There is nothing in life quite so limited as being a limited partner of George Steinbrenner.
— —Yankees minority owner John McMullen

During the 1981 World Series, Steinbrenner provided a colorful backdrop to the Yankees' loss of the series. After a Game 3 loss in Los Angeles, Steinbrenner called a press conference in his hotel room, showing off his left hand in a cast and various other injuries that he claimed were earned in a fight with two Dodgers fans in the hotel elevator. Nobody came forward about the fight, leading to the belief that he had made up the story of the fight to light a fire under the Yankees. After the series, he issued a public apology to the City of New York for his team's performance, while at the same time assuring the fans that plans to put the team together for 1982 would begin immediately. He was criticized by players and press alike for doing so, as many felt losing in the World Series was not something requiring an apology.

===Facial hair policy===

Steinbrenner enforced a military-style grooming code: All players, coaches, and male executives were forbidden to display any facial hair other than mustaches (except for religious reasons), and scalp hair could not be grown below the collar. (Long sideburns and "mutton chops" were not specifically banned.) The policy led to some unusual and comical incidents.
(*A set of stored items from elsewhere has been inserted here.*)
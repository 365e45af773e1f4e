use weft_core::builtins;
use weft_core::{Arg, DType};
use weft_trace::EvalTrace;

/// A block of pointers covering `len` consecutive elements from `base`.
fn ptr_block(ex: &mut EvalTrace, elem: DType, base: i64, len: i64) -> weft_core::Tensor {
    let p = ex.param_ptr(elem, base).expect("param");
    let offs = builtins::arange(ex, 0i64, len).expect("arange");
    p.add(&offs, ex).expect("ptr add")
}

#[test]
fn pointer_arithmetic_is_element_indexed() {
    let mut ex = EvalTrace::new();
    let ptrs = ptr_block(&mut ex, DType::FP32, 100, 4);
    assert_eq!(
        ptrs.ty,
        DType::block(DType::pointer(DType::FP32).expect("ptr"), vec![4]).expect("block")
    );
    assert_eq!(
        ex.values(&ptrs).expect("values"),
        vec![100.0, 101.0, 102.0, 103.0]
    );

    let back = ptrs.sub(2i64, &mut ex).expect("ptr sub");
    assert_eq!(ex.values(&back).expect("values")[0], 98.0);
}

#[test]
fn pointers_do_not_multiply() {
    let mut ex = EvalTrace::new();
    let p = ex.param_ptr(DType::FP32, 100).expect("param");
    let err = p.mul(2i64, &mut ex).expect_err("expected error");
    assert!(
        err.to_string().contains("cannot apply"),
        "unexpected message: {err}"
    );
}

#[test]
fn load_reads_written_memory() {
    let mut ex = EvalTrace::new();
    for k in 0..4 {
        ex.write_mem(100 + k, k as f64 + 0.5);
    }
    let ptrs = ptr_block(&mut ex, DType::FP32, 100, 4);
    let t = builtins::load(&mut ex, &ptrs, None, None, "", "", false).expect("load");
    assert_eq!(t.dtype, DType::FP32);
    assert_eq!(ex.values(&t).expect("values"), vec![0.5, 1.5, 2.5, 3.5]);
}

#[test]
fn masked_load_substitutes_other() {
    let mut ex = EvalTrace::new();
    for k in 0..4 {
        ex.write_mem(100 + k, k as f64);
    }
    let ptrs = ptr_block(&mut ex, DType::FP32, 100, 4);
    let offs = builtins::arange(&mut ex, 0i64, 4i64).expect("arange");
    let mask = offs.lt(2i64, &mut ex).expect("lt");
    let t = builtins::load(
        &mut ex,
        &ptrs,
        Some(Arg::from(&mask)),
        Some(Arg::from(9.0f64)),
        "",
        "",
        false,
    )
    .expect("load");
    assert_eq!(ex.values(&t).expect("values"), vec![0.0, 1.0, 9.0, 9.0]);
}

#[test]
fn load_other_is_cast_to_the_pointee() {
    let mut ex = EvalTrace::new();
    let ptrs = ptr_block(&mut ex, DType::INT32, 100, 2);
    let offs = builtins::arange(&mut ex, 0i64, 2i64).expect("arange");
    let mask = offs.lt(0i64, &mut ex).expect("lt");
    let t = builtins::load(
        &mut ex,
        &ptrs,
        Some(Arg::from(&mask)),
        Some(Arg::from(1.7f64)),
        "",
        "",
        false,
    )
    .expect("load");
    assert_eq!(t.dtype, DType::INT32);
    assert_eq!(ex.values(&t).expect("values"), vec![1.0, 1.0]);
}

#[test]
fn load_requires_a_pointer() {
    let mut ex = EvalTrace::new();
    let a = builtins::arange(&mut ex, 0i64, 4i64).expect("arange");
    let err = builtins::load(&mut ex, &a, None, None, "", "", false).expect_err("expected error");
    assert!(
        err.to_string().contains("expected a pointer"),
        "unexpected message: {err}"
    );
}

#[test]
fn mask_must_be_int1() {
    let mut ex = EvalTrace::new();
    let ptrs = ptr_block(&mut ex, DType::FP32, 100, 4);
    let bad = builtins::arange(&mut ex, 0i64, 4i64).expect("arange");
    let err = builtins::load(&mut ex, &ptrs, Some(Arg::from(&bad)), None, "", "", false)
        .expect_err("expected error");
    assert!(
        err.to_string().contains("mask must have type int1"),
        "unexpected message: {err}"
    );
}

#[test]
fn store_writes_through_every_pointer() {
    let mut ex = EvalTrace::new();
    let ptrs = ptr_block(&mut ex, DType::FP32, 200, 3);
    let st = builtins::store(&mut ex, &ptrs, 7.5f64, None).expect("store");
    assert_eq!(st.ty, DType::VOID);
    for k in 0..3 {
        assert_eq!(ex.read_mem(200 + k), Some(7.5));
    }
}

#[test]
fn masked_store_skips_unselected_lanes() {
    let mut ex = EvalTrace::new();
    let ptrs = ptr_block(&mut ex, DType::FP32, 200, 4);
    let offs = builtins::arange(&mut ex, 0i64, 4i64).expect("arange");
    let mask = offs.ge(2i64, &mut ex).expect("ge");
    builtins::store(&mut ex, &ptrs, 1.0f64, Some(Arg::from(&mask))).expect("store");
    assert_eq!(ex.read_mem(200), None);
    assert_eq!(ex.read_mem(201), None);
    assert_eq!(ex.read_mem(202), Some(1.0));
    assert_eq!(ex.read_mem(203), Some(1.0));
}

#[test]
fn store_value_must_broadcast_onto_the_pointer_shape() {
    let mut ex = EvalTrace::new();
    let ptrs = ptr_block(&mut ex, DType::INT32, 200, 4);
    let wide = builtins::arange(&mut ex, 0i64, 8i64).expect("arange");
    let err = builtins::store(&mut ex, &ptrs, &wide, None).expect_err("expected error");
    assert!(
        err.to_string().contains("cannot broadcast"),
        "unexpected message: {err}"
    );
}

#[test]
fn cas_returns_the_old_value_and_swaps_on_match() {
    let mut ex = EvalTrace::new();
    ex.write_mem(100, 5.0);
    let p = ex.param_ptr(DType::INT32, 100).expect("param");
    let old = builtins::atomic_cas(&mut ex, &p, 5i64, 9i64).expect("cas");
    assert_eq!(ex.values(&old).expect("values"), vec![5.0]);
    assert_eq!(ex.read_mem(100), Some(9.0));

    // Mismatched compare leaves memory alone.
    let old = builtins::atomic_cas(&mut ex, &p, 5i64, 1i64).expect("cas");
    assert_eq!(ex.values(&old).expect("values"), vec![9.0]);
    assert_eq!(ex.read_mem(100), Some(9.0));
}

#[test]
fn atomic_add_accumulates_and_returns_preop() {
    let mut ex = EvalTrace::new();
    for k in 0..4 {
        ex.write_mem(300 + k, 10.0 * k as f64);
    }
    let ptrs = ptr_block(&mut ex, DType::INT32, 300, 4);
    let old = builtins::atomic_add(&mut ex, &ptrs, 1i64, None).expect("atomic_add");
    assert_eq!(
        ex.values(&old).expect("values"),
        vec![0.0, 10.0, 20.0, 30.0]
    );
    for k in 0..4 {
        assert_eq!(ex.read_mem(300 + k), Some(10.0 * k as f64 + 1.0));
    }
}

#[test]
fn masked_atomics_touch_only_selected_lanes() {
    let mut ex = EvalTrace::new();
    for k in 0..4 {
        ex.write_mem(300 + k, 1.0);
    }
    let ptrs = ptr_block(&mut ex, DType::INT32, 300, 4);
    let offs = builtins::arange(&mut ex, 0i64, 4i64).expect("arange");
    let mask = offs.lt(2i64, &mut ex).expect("lt");
    builtins::atomic_xchg(&mut ex, &ptrs, 8i64, Some(Arg::from(&mask))).expect("atomic_xchg");
    assert_eq!(ex.read_mem(300), Some(8.0));
    assert_eq!(ex.read_mem(301), Some(8.0));
    assert_eq!(ex.read_mem(302), Some(1.0));
    assert_eq!(ex.read_mem(303), Some(1.0));
}

#[test]
fn atomic_max_and_min() {
    let mut ex = EvalTrace::new();
    ex.write_mem(400, 3.0);
    let p = ex.param_ptr(DType::INT32, 400).expect("param");
    builtins::atomic_max(&mut ex, &p, 7i64, None).expect("atomic_max");
    assert_eq!(ex.read_mem(400), Some(7.0));
    builtins::atomic_min(&mut ex, &p, 2i64, None).expect("atomic_min");
    assert_eq!(ex.read_mem(400), Some(2.0));
}

#[test]
fn atomic_bitwise_ops() {
    let mut ex = EvalTrace::new();
    ex.write_mem(500, 0b1100 as f64);
    let p = ex.param_ptr(DType::INT32, 500).expect("param");
    builtins::atomic_and(&mut ex, &p, 0b1010i64, None).expect("atomic_and");
    assert_eq!(ex.read_mem(500), Some(0b1000 as f64));
    builtins::atomic_or(&mut ex, &p, 0b0001i64, None).expect("atomic_or");
    assert_eq!(ex.read_mem(500), Some(0b1001 as f64));
    builtins::atomic_xor(&mut ex, &p, 0b1111i64, None).expect("atomic_xor");
    assert_eq!(ex.read_mem(500), Some(0b0110 as f64));
}

#[test]
fn unwritten_memory_reads_as_zero() {
    let mut ex = EvalTrace::new();
    let ptrs = ptr_block(&mut ex, DType::FP32, 900, 2);
    let t = builtins::load(&mut ex, &ptrs, None, None, "", "", false).expect("load");
    assert_eq!(ex.values(&t).expect("values"), vec![0.0, 0.0]);
}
The first such occurrence happened when the Yankees were standing at attention with caps removed for the National Anthem prior to the ballclub's home opener against the Cleveland Indians. In the owner's box next to the New York dugout, Steinbrenner noticed that several players' hair was too long for his standards. Not yet aware of the players' names, he wrote down the uniform numbers of the offenders which included Thurman Munson, Bobby Murcer, and Sparky Lyle and had the list with the demand that their hair be trimmed immediately delivered to Houk who reluctantly relayed the order to the players after the game.

In 1983, at Steinbrenner's behest, Yankee coach Yogi Berra ordered Goose Gossage to remove a beard he was growing. Gossage responded by shaving away the beard but leaving a thick exaggerated mustache extending down the upper lip to the jaw line, a look Gossage still sports to this day.

The most infamous incident involving facial hair occurred in 1991. Although Steinbrenner was suspended, Yankees management ordered Don Mattingly, who was then sporting a mullet-like hairstyle, to get a haircut. When Mattingly refused, he was benched. This led to a huge media frenzy with reporters and talk radio repeatedly mocking the team. The WPIX broadcasting crew of Phil Rizzuto, Bobby Murcer, and Tom Seaver lampooned the policy on a pregame show with Rizzuto playing the role of a barber sent to enforce the rule. Mattingly would eventually be reinstated. Coincidentally, The Simpsons episode "Homer at the Bat", which was filmed earlier that year, included Mattingly as a guest star who is suspended from play by Mr. Burns for his sideburns being too long, despite shaving the area of his head above where sideburns grow. In 1995, Mattingly again ran afoul of the policy when he grew a goatee.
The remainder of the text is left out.